The choices were hard.  We saw so many wonderful patterns, I could have bought 3 times as much as I did.  We got some really pretty ones.  I hope all of you will agree.  Be thinking about those folks on your gift list who have not yet received an African shopping bag.  Even here we get comments about how beautiful they are.  We never let them put our purchases in plastic bags.  Some just don’t get it, but one young man said, “I like you guys.”  

I was wearing my sweater of Kenyan colors and a flag on the front.  Lots of people noticed and some commented, Habari Kenya (Welcome to Kenya).  But it didn’t cut any ice with the matatu riders coming back--rear seats again.  Only this time the roof was so low I banged my head on in. 

I knew that 1 ½ hours would leave my neck permanently crinked.  I actually complained, like the ugly American.  The man in front of me, got up and switched.  The only solace I felt for being so selfish is that he was much younger than I am.  Sometimes the gray hair and wrinkles are an advantage, as generally the sho sho (grandmother) is treated with great respect here.

Upon returning, we remembered we had to get a new gas canister from the supermarket, as ours was empty.  We trudged down to get the car, completely forgetting we had to take the empty canister back. 

“Oh well, I’ll just pay the deposit.  They’ll refund it when I return the canister in a day or 2”. 

Oops!  The deposit was over $35!  Yes, I will get it back, but I shelled out a lot that day.  Julia, the matron here at , installed it for us and later the “gas expert” showed up to try to discover why our house smelled like gas.  It turned out the oven knob had been turned slightly, but there is no pilot light.  Father Kiriti had always told me the oven had never been connected to the gas and gave me some poppycock about how it was hard or couldn’t be done or something.  Well, it is connected and we leaked out a lot of gas, which was why our cylinder was empty.  So now maybe we can bake once in awhile.  AND our house doesn’t smell like gas any more. 

Today was very special--made so by the visit of Heather James, whom I first met when she and my son Mark were 3–year olds in the same nursery school class.  Her mother and I have been good friends for more than 40 years and I have loved following Heather’s adventures, which include spending two years in the Tibetan Plateau of western China.  There she worked with an agency promoting health and education.  She is also the pastor of a Presbyterian church in Tacoma, WA, and is in Kenya awaiting finalization of her adoption of an Ethiopian 2-year old. 

We arranged for her to speak to the students, who were rapt.  Heather’s pastoral experience were clearly in evidence.  She speaks so well, funny, serious, deep but never boring.  

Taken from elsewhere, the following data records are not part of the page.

//! Planner (`spec.md` §4.5): user text + optional prior trace → Plan JSON,
//! streaming its `"thinking"` field to the transport as it arrives and
//! optionally consulting read-only skills along the way.

use std::sync::Arc;

use chrono::Utc;
use futures_util::StreamExt;
use lg_domain::error::{Error, ErrorKind};
use lg_domain::message::Message;
use lg_domain::plan::Plan;
use lg_domain::skill::{SkillBrief, SkillPermission};
use lg_domain::stream::StreamEvent;
use lg_providers::{ChatRequest, LlmProvider};
use lg_skills::SkillRegistry;
use serde::Deserialize;
use serde_json::Value;
use tracing::warn;

use super::cancel::CancelToken;
use super::thinking::ThinkingExtractor;
use super::transport::SessionTransport;

const MAX_SUBLOOP_ITERATIONS: u32 = 3;

/// Names starting with one of these prefixes, and containing none of the
/// forbidden substrings, may be called during the Planner's information-
/// gathering sub-loop (`spec.md` §4.5 point 3).
const READ_ONLY_PREFIXES: &[&str] = &["read_", "get_", "list_", "search_", "query_", "check_"];
const WRITE_LIKE_SUBSTRINGS: &[&str] =
    &["delete", "remove", "update", "write", "create", "append", "set_", "move_", "copy_", "upload", "push", "merge"];

pub fn passes_read_only_gate(name: &str) -> bool {
    READ_ONLY_PREFIXES.iter().any(|p| name.starts_with(p)) && !WRITE_LIKE_SUBSTRINGS.iter().any(|f| name.contains(f))
}

#[derive(Deserialize)]
struct ToolCallRequest {
    action: String,
    name: String,
    #[serde(default)]
    arguments: Value,
}

pub struct Planner {
    provider: Arc<dyn LlmProvider>,
    registry: Arc<SkillRegistry>,
}

impl Planner {
    pub fn new(provider: Arc<dyn LlmProvider>, registry: Arc<SkillRegistry>) -> Self {
        Self { provider, registry }
    }

    /// Produce a Plan for `enriched_user_text`. `prior_trace` is the
    /// previous round's executed Plan, used only to build the "pre-review"
    /// exclusion rule — steps that already succeeded must not be re-planned.
    pub async fn plan(
        &self,
        enriched_user_text: &str,
        prior_trace: Option<&Plan>,
        transport: &SessionTransport,
        cancel: &CancelToken,
        ledger: &lg_memory::TokenLedger,
    ) -> Result<Plan, Error> {
        let summary = ledger.summary();
        let task_stat = format!("今日已调用模型 {} 次", summary.today.calls);
        let token_usage_snippet = format!(
            "累计输入(缓存/未缓存)：{}/{}，累计输出：{}，累计花费：{:.8}",
            summary.total.input_cached, summary.total.input_uncached, summary.total.output, summary.total.cost
        );
        let system_prompt = build_system_prompt(&self.registry.list_brief(), prior_trace, &task_stat, &token_usage_snippet);
        let mut messages = vec![Message::system(system_prompt), Message::user(enriched_user_text)];

        for iteration in 0..MAX_SUBLOOP_ITERATIONS {
            if cancel.is_cancelled() {
                return Err(ErrorKind::Cancelled.into());
            }

            let (raw_text, usage) = self.stream_one_completion(messages.clone(), transport, cancel).await?;
            if let Some(usage) = usage {
                ledger.record(usage);
            }

            match serde_json::from_str::<Value>(raw_text.trim()) {
                Ok(value) => {
                    if let Ok(tool_call) = serde_json::from_value::<ToolCallRequest>(value.clone()) {
                        if tool_call.action == "call_skill" {
                            if iteration + 1 == MAX_SUBLOOP_ITERATIONS {
                                // Sub-loop exhausted; degrade rather than force failure
                                // (open question decided in favor of the source's behavior).
                                return Ok(Plan::degraded(raw_text));
                            }
                            let tool_result = self.run_gated_tool_call(&tool_call).await;
                            messages.push(Message::assistant(raw_text));
                            messages.push(Message::system(tool_result));
                            continue;
                        }
                    }
                    return Ok(parse_plan_with_defaults(value, raw_text));
                }
                Err(_) => return Ok(Plan::degraded(raw_text)),
            }
        }

        // Unreachable in practice: the loop above always returns by its last
        // iteration, but keep an explicit fallback for the type checker.
        Ok(Plan::degraded(String::new()))
    }

    async fn run_gated_tool_call(&self, tool_call: &ToolCallRequest) -> String {
        if !passes_read_only_gate(&tool_call.name) {
            return serde_json::json!({
                "error": format!("禁止调用修改类技能:{}", tool_call.name)
            })
            .to_string();
        }
        match self.registry.permission(&tool_call.name) {
            Some(SkillPermission::Read) => {}
            Some(SkillPermission::Write) => {
                return serde_json::json!({ "error": format!("禁止调用修改类技能:{}", tool_call.name) }).to_string();
            }
            None => {
                return serde_json::json!({ "error": format!("missing_skill:{}", tool_call.name) }).to_string();
            }
        }
        match self.registry.invoke(&tool_call.name, tool_call.arguments.clone()).await {
            Ok(outcome) => match outcome {
                lg_domain::skill::SkillOutcome::Ok { message, data } => {
                    serde_json::json!({ "message": message, "data": data }).to_string()
                }
                lg_domain::skill::SkillOutcome::Err { message } => serde_json::json!({ "error": message }).to_string(),
            },
            Err(e) => serde_json::json!({ "error": e.to_string() }).to_string(),
        }
    }

    /// Stream one completion, extracting and forwarding the `"thinking"`
    /// field to the transport as it arrives; returns the full raw text and
    /// the terminal usage record, if any.
    async fn stream_one_completion(
        &self,
        messages: Vec<Message>,
        transport: &SessionTransport,
        cancel: &CancelToken,
    ) -> Result<(String, Option<lg_domain::stream::Usage>), Error> {
        let req = ChatRequest { messages, model: None, temperature: None, max_tokens: None };
        let mut stream = self.provider.call_stream(req).await?;
        let mut full = String::new();
        let mut extractor = ThinkingExtractor::new();
        let mut usage = None;

        while let Some(event) = stream.next().await {
            if cancel.is_cancelled() {
                return Err(ErrorKind::Cancelled.into());
            }
            match event? {
                StreamEvent::Token(delta) => {
                    full.push_str(&delta);
                    let extracted = extractor.feed(&delta);
                    if !extracted.is_empty() {
                        transport.publish_text(extracted);
                    }
                }
                StreamEvent::Done { usage: u, .. } => {
                    usage = u;
                }
                StreamEvent::Error(message) => {
                    warn!(%message, "planner stream reported an error event");
                }
            }
        }
        Ok((full, usage))
    }
}

fn parse_plan_with_defaults(value: Value, raw_text: String) -> Plan {
    serde_json::from_value::<Plan>(value).unwrap_or_else(|_| Plan::degraded(raw_text))
}

fn build_system_prompt(skills: &[SkillBrief], prior_trace: Option<&Plan>, task_stat: &str, token_usage_snippet: &str) -> String {
    let skills_json = serde_json::to_string(skills).unwrap_or_default();
    let now = Utc::now().to_rfc3339();

    let mut prompt = String::new();
    prompt.push_str(
        "你是一个工具使用型对话代理的规划模块。根据用户的问题和可用技能，产出一个严格的 JSON 计划。\n\n",
    );
    prompt.push_str("可用技能（name, description）：\n");
    prompt.push_str(&skills_json);
    prompt.push_str("\n\n");
    prompt.push_str(task_stat);
    prompt.push('\n');
    prompt.push_str(token_usage_snippet);
    prompt.push_str("\n\n当前时间：");
    prompt.push_str(&now);
    prompt.push_str(
        "\n\n输出必须是严格的 JSON，且仅包含以下两种形态之一：\n\
         1) 工具调用：{\"action\": \"call_skill\", \"name\": \"<skill name>\", \"arguments\": {...}}\n\
            你可以在最终计划前调用只读技能来收集信息；只读技能名称必须以 \
            read_/get_/list_/search_/query_/check_ 之一开头，且不得包含 \
            delete/remove/update/write/create/append/set_/move_/copy_/upload/push/merge。\n\
            禁止在规划阶段调用写类技能。\n\
         2) 最终计划：{\"is_skills\": bool, \"description\": [string], \
            \"excute_plan\": [{\"step\": int, \"desc\": string, \"skill\": {\"name\": string, \"arguments\": object}}], \
            \"thinking\": string}\n\n",
    );

    if let Some(trace) = prior_trace {
        let succeeded: Vec<&str> = trace
            .excute_plan
            .iter()
            .filter(|s| s.step_results.as_ref().is_some_and(|r| r.success))
            .map(|s| s.desc.as_str())
            .collect();
        if !succeeded.is_empty() {
            prompt.push_str("以下步骤在上一轮已经成功执行，请不要在新计划中重复包含它们：\n");
            for desc in succeeded {
                prompt.push_str("- ");
                prompt.push_str(desc);
                prompt.push('\n');
            }
            prompt.push('\n');
        }
    }

    prompt
}

#[cfg(test)]
mod tests {
    use super::*;

    #[test]
    fn read_only_gate_accepts_declared_prefixes() {
        assert!(passes_read_only_gate("read_file"));
        assert!(passes_read_only_gate("list_tasks"));
        assert!(passes_read_only_gate("check_software"));
    }

    #[test]
    fn read_only_gate_rejects_write_like_names_even_with_read_prefix() {
        assert!(!passes_read_only_gate("list_and_delete_paths"));
        assert!(!passes_read_only_gate("get_and_update_profile"));
    }

    #[test]
    fn read_only_gate_rejects_names_without_allowed_prefix() {
        assert!(!passes_read_only_gate("delete_paths"));
        assert!(!passes_read_only_gate("send_email"));
    }

    #[test]
    fn system_prompt_lists_previously_succeeded_steps() {
        use lg_domain::plan::{SkillCall, Step, StepResult};
        let mut trace = Plan::degraded("");
        trace.excute_plan.push(Step {
            step: 1,
            desc: "create a.md".into(),
            skill: SkillCall { name: "create_folder".into(), arguments: Value::Null },
            step_results: Some(StepResult { success: true, message: "ok".into(), data: Value::Null, error: None }),
            check: None,
        });
        let prompt = build_system_prompt(&[], Some(&trace), "", "");
        assert!(prompt.contains("create a.md"));
    }
}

Heather is a guest in Nairobi of her Grinnell College friend Njeri Gakonyo who also accompanied her to Addis Ababa and drove her to Naivasha.  They joined Judy and me for chicken marsala, beautifully prepared by Judy, who loves to cook.  Lucky me.  It was so good to catch up with Heather and to get to know Njeri, who works for the UN agency headed by Kofi Annan (can’t remember the name), but it focuses on conservation and the environment.  She is also chair of the board of the Green Belt Movement, begun by Wangari Maathai.  She’s a pretty high-powered lady, you can believe.  

After they left, Simon came in to complete a project he and several of the other boys began last night--building a periscope for a school assignment.  They came to borrow our floor, as the one in their dining hall is being replaced, thanks to Judy’s good efforts. 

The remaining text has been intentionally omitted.